I’d love to be able to roll-back to a previous version. Imagine a bug was pushed to production, and having to wait 15 min for the fix to be deployed seems too long. Can we have rollback to at least previous version, even just retained for 24 hours would be great.
Yeah I want this too. This is on our medium term list, we’re doing some architecture work first and then we can (hopefully) ship orchestration changes much quicker.
Is this still in progress? Or, is there a way to do this by specifying a docker image in the fly.toml file?
I’d also love to be able to specify a previous release number and roll back to it, something like fly deploy --rollback=212
We, unfortunately, haven’t shipped this yet. We’re furiously replacing Nomad so we’ve gotten behind on quick fixes for now.
You can run fly deploy -i <url>
to deploy a specific Docker image. The only way to get that is to look at the logs during a deploy, though. We don’t have a simple way to show those from previous versions.

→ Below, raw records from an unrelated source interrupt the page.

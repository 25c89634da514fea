//! Sectioned variable documents
//!
//! A document is an ordered list of named sections, each an ordered mapping
//! of variable name to string value:
//!
//! ```yaml
//! GENERAL:
//!   APP_NAME: "shop"
//! POSTGRES:
//!   POSTGRES_DB: "${APP_NAME}"
//! ```
//!
//! Sections only group variables for the reader. All keys end up in one flat
//! namespace when the document is resolved.

use indexmap::IndexMap;
use serde_yaml::Value as YamlValue;
use std::path::Path;

use crate::error::{CoreError, Result};
use crate::mapping::FlatMapping;
use crate::placeholder::is_valid_key;
use crate::resolver;

/// A named group of variable definitions, in document order
#[derive(Debug, Clone, Default, PartialEq, Eq)]
pub struct Section {
    pub name: String,
    pub entries: IndexMap<String, String>,
}

impl Section {
    /// Create an empty section
    pub fn new(name: impl Into<String>) -> Self {
        Self {
            name: name.into(),
            entries: IndexMap::new(),
        }
    }

    /// Builder-style insert
    pub fn with(mut self, key: impl Into<String>, value: impl Into<String>) -> Self {
        self.insert(key, value);
        self
    }

    /// Insert or replace a variable
    pub fn insert(&mut self, key: impl Into<String>, value: impl Into<String>) -> Option<String> {
        self.entries.insert(key.into(), value.into())
    }

    pub fn get(&self, key: &str) -> Option<&str> {
        self.entries.get(key).map(String::as_str)
    }

    pub fn len(&self) -> usize {
        self.entries.len()
    }

    pub fn is_empty(&self) -> bool {
        self.entries.is_empty()
    }

    pub fn iter(&self) -> impl Iterator<Item = (&str, &str)> {
        self.entries.iter().map(|(k, v)| (k.as_str(), v.as_str()))
    }
}

/// Check that every key in every section is a valid variable name
pub fn validate_sections(sections: &[Section]) -> Result<()> {
    for section in sections {
        for key in section.entries.keys() {
            if !is_valid_key(key) {
                return Err(CoreError::invalid(format!(
                    "'{}.{}' is not a valid variable name (expected letters, digits and '_', not starting with a digit)",
                    section.name, key
                )));
            }
        }
    }
    Ok(())
}

/// An ordered list of sections loaded from YAML
#[derive(Debug, Clone, Default, PartialEq, Eq)]
pub struct VariableDocument {
    sections: Vec<Section>,
}

impl VariableDocument {
    /// Build a document from sections, validating variable names
    pub fn new(sections: Vec<Section>) -> Result<Self> {
        validate_sections(&sections)?;
        Ok(Self { sections })
    }

    /// Load a document from a YAML file
    pub fn from_file<P: AsRef<Path>>(path: P) -> Result<Self> {
        let content = std::fs::read_to_string(path.as_ref())?;
        Self::from_yaml(&content)
    }

    /// Parse a document from YAML text
    ///
    /// Every variable value must be a YAML string; write `PORT: "8080"`,
    /// not `PORT: 8080`.
    pub fn from_yaml(yaml: &str) -> Result<Self> {
        if is_blank_yaml(yaml) {
            return Ok(Self::default());
        }

        let root: YamlValue = serde_yaml::from_str(yaml)?;

        let mapping = match root {
            YamlValue::Null => return Ok(Self::default()),
            YamlValue::Mapping(mapping) => mapping,
            other => {
                return Err(CoreError::invalid(format!(
                    "top level must be a mapping of sections, found {}",
                    describe(&other)
                )));
            }
        };

        let mut sections = Vec::with_capacity(mapping.len());
        for (name, body) in mapping {
            let name = match name {
                YamlValue::String(name) => name,
                other => {
                    return Err(CoreError::invalid(format!(
                        "section names must be strings, found {}",
                        describe(&other)
                    )));
                }
            };
            sections.push(parse_section(name, body)?);
        }

        Self::new(sections)
    }

    pub fn sections(&self) -> &[Section] {
        &self.sections
    }

    pub fn into_sections(self) -> Vec<Section> {
        self.sections
    }

    /// Look up a section by name
    pub fn section(&self, name: &str) -> Option<&Section> {
        self.sections.iter().find(|s| s.name == name)
    }

    /// Total number of variable definitions, duplicates included
    pub fn definition_count(&self) -> usize {
        self.sections.iter().map(Section::len).sum()
    }

    pub fn is_empty(&self) -> bool {
        self.sections.is_empty()
    }

    /// Flatten and resolve this document
    pub fn resolve(&self) -> Result<FlatMapping> {
        resolver::resolve(&self.sections)
    }
}

fn parse_section(name: String, body: YamlValue) -> Result<Section> {
    let mut section = Section::new(name);

    let mapping = match body {
        YamlValue::Null => return Ok(section),
        YamlValue::Mapping(mapping) => mapping,
        other => {
            return Err(CoreError::invalid(format!(
                "section '{}' must be a mapping of variables, found {}",
                section.name,
                describe(&other)
            )));
        }
    };

    for (key, value) in mapping {
        let key = match key {
            YamlValue::String(key) => key,
            other => {
                return Err(CoreError::invalid(format!(
                    "variable names in section '{}' must be strings, found {}",
                    section.name,
                    describe(&other)
                )));
            }
        };

        match value {
            YamlValue::String(value) => {
                section.insert(key, value);
            }
            other => {
                return Err(CoreError::invalid(format!(
                    "'{}.{}' must be a quoted string, found {}",
                    section.name,
                    key,
                    describe(&other)
                )));
            }
        }
    }

    Ok(section)
}

/// Only whitespace and comments
fn is_blank_yaml(yaml: &str) -> bool {
    yaml.lines().all(|line| {
        let line = line.trim();
        line.is_empty() || line.starts_with('#')
    })
}

fn describe(value: &YamlValue) -> &'static str {
    match value {
        YamlValue::Null => "null",
        YamlValue::Bool(_) => "a boolean",
        YamlValue::Number(_) => "a number",
        YamlValue::String(_) => "a string",
        YamlValue::Sequence(_) => "a list",
        YamlValue::Mapping(_) => "a mapping",
        YamlValue::Tagged(_) => "a tagged value",
    }
}

#[cfg(test)]
mod tests {
    use super::*;
    use pretty_assertions::assert_eq;

    #[test]
    fn test_from_yaml_keeps_document_order() {
        let doc = VariableDocument::from_yaml(
            r#"
GENERAL:
  APP_NAME: "shop"
  APP_PORT: "8000"
POSTGRES:
  POSTGRES_DB: "${APP_NAME}"
"#,
        )
        .unwrap();

        let names: Vec<&str> = doc.sections().iter().map(|s| s.name.as_str()).collect();
        assert_eq!(names, vec!["GENERAL", "POSTGRES"]);

        let general = doc.section("GENERAL").unwrap();
        let keys: Vec<&str> = general.iter().map(|(k, _)| k).collect();
        assert_eq!(keys, vec!["APP_NAME", "APP_PORT"]);
        assert_eq!(doc.section("POSTGRES").unwrap().get("POSTGRES_DB"), Some("${APP_NAME}"));
        assert_eq!(doc.definition_count(), 3);
    }

    #[test]
    fn test_empty_section_and_document() {
        let doc = VariableDocument::from_yaml("GENERAL:\nDJANGO:\n  X: \"1\"\n").unwrap();
        assert!(doc.section("GENERAL").unwrap().is_empty());
        assert_eq!(doc.section("DJANGO").unwrap().len(), 1);

        assert!(VariableDocument::from_yaml("").unwrap().is_empty());
        assert!(VariableDocument::from_yaml("# only a comment\n").unwrap().is_empty());
    }

    #[test]
    fn test_unquoted_number_is_rejected() {
        let err = VariableDocument::from_yaml("NGINX:\n  WORKER_PROCESSES: 5\n").unwrap_err();
        assert!(matches!(err, CoreError::InvalidInput { .. }));
        assert!(err.to_string().contains("NGINX.WORKER_PROCESSES"));
        assert!(err.to_string().contains("a number"));
    }

    #[test]
    fn test_null_value_is_rejected() {
        let err = VariableDocument::from_yaml("GENERAL:\n  TIMESTAMP: null\n").unwrap_err();
        assert!(err.to_string().contains("GENERAL.TIMESTAMP"));
    }

    #[test]
    fn test_non_mapping_section_is_rejected() {
        let err = VariableDocument::from_yaml("GENERAL: [a, b]\n").unwrap_err();
        assert!(err.to_string().contains("section 'GENERAL'"));
    }

    #[test]
    fn test_top_level_list_is_rejected() {
        let err = VariableDocument::from_yaml("- a\n- b\n").unwrap_err();
        assert!(matches!(err, CoreError::InvalidInput { .. }));
    }

    #[test]
    fn test_invalid_key_is_rejected() {
        let err = VariableDocument::from_yaml("GENERAL:\n  APP-NAME: \"x\"\n").unwrap_err();
        assert!(err.to_string().contains("'GENERAL.APP-NAME' is not a valid variable name"));

        let sections = vec![Section::new("S").with("1BAD", "x")];
        assert!(VariableDocument::new(sections).is_err());
    }

    #[test]
    fn test_malformed_yaml() {
        let err = VariableDocument::from_yaml("GENERAL:\n  A: \"unterminated\n").unwrap_err();
        assert!(matches!(err, CoreError::YamlParse(_)));
    }

    #[test]
    fn test_from_file() {
        let dir = tempfile::tempdir().unwrap();
        let path = dir.path().join("vars.yaml");
        std::fs::write(&path, "GENERAL:\n  APP_NAME: \"shop\"\n").unwrap();

        let doc = VariableDocument::from_file(&path).unwrap();
        assert_eq!(doc.section("GENERAL").unwrap().get("APP_NAME"), Some("shop"));

        let missing = VariableDocument::from_file(dir.path().join("nope.yaml")).unwrap_err();
        assert!(matches!(missing, CoreError::Io(_)));
    }
}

Interesting! Would love to see a blog post about this.
Sorry for an ‘any update’ post but… any update on this potential feature?
Would be awesome for closing the gap with our current platform (h*roku), even if only available in API (vs dashboard/flyctl).
+1 on ‘any update’. No rollback is kind of a non-starter for any app serving customers. Gotta be able to rollback quickly if a mistake happens. Thanks for any updates you can provide!
Need this fly deploy rollback
feature now …
While trying to setup an SSH server on our Fly VM, we managed to “break” it and the deployment failed so now nothing works …
Well, a specific rollback feature is one for Fly however in the meantime I think you can kind of make your own: run fly releases --image
to get a list of the releases. And in that table you can see the image/hash of each deployment. So if you want to rollback to a particular version, look for its image (right-hand column) and deploy that image e.g fly deploy -i registry.fly.io/your-app-name@sha256-long-hash-here-from-that-table
.
I’m not sure how long Fly stores images for, however I assume all the ones listed are available to deploy.
Is this still the only way - a command in the fly cli would be nice.
A caveat: This won’t rollback secrets and other Fly-specific changes (like app config), just the code (ie, deploys a previously built docker image).
@ignoramous That’s a good point. I was thinking someone would use a rollback within minutes of a prior deploy and so that would be less of an issue. But you are right to highlight it. That’s why this is kind of improvised. I would guess any future official rollback feature would include both the code and config (the state). This approach doesn’t.
I would love to have the rollback feature too. My site just crashes after deployment and I have no idea how to recover it. It took me 20mins to figure out what happened and try to redeploy the app.
Ref: Add "fly app rollback 731" command · Issue #579 · superfly/flyctl · GitHub I imagine this feature won’t be easy for Fly to implement.
The way we do it is, deploy to two Fly apps. One runs last known good deployment but with only one or two VMs (I call this env, lgtm-box
), typically a release behind. The other is a proper prod environment, which means, it is also our test environment
If something goes wrong, I scale up the lgtm-box
and flip the DNS entries to point to it, while I figure out just what went wrong when testing in prod…
This means, if you’ve a database layer or any external state, it must at all times work with code running in the lgtm-box
.
I created a small CLI to make this process easier.
Shell script, zero dependency, no config required, uses the fly
cli underneath.
Cheatsheet:
fly-rollback list
: list releases
fly-rollback HEAD^1
: rollback to the last release (one before the current one)
fly-rollback v25
: rollback to the v25 release
PRs and issues welcome
Intersting. Anyone can do rollbacks easily using FlyCD.
There’s a button for “instant rollback” that rolls back to the last production deployment as well. You can even retry failed deployments easily and track commits related to your release.
This looks sick!
But, to be honest, I wouldn’t wanna share my fly api token to a third party service. Especially if it is not open source.
You can use create and use deploy tokens if you’re concerned about that. With that you’re only limited to deploying to a particular org, and the token is limited to what it can do. If you have any other concern, we can talk more about it via a video call.
I’m sure there are services which you trust with secrets/tokens and password (e.g Secrets managers like Doppler). Anyway, secrets are securely stored via a service, so I can only say you should trust it .
If the app doesn’t have your API token, there’s no way it knows how to deploy your apps… just like you trust GitHub Actions with your token when you configure deployment from there.
FlyCD looks perfect. Does it support Docker deployments/rollbacks?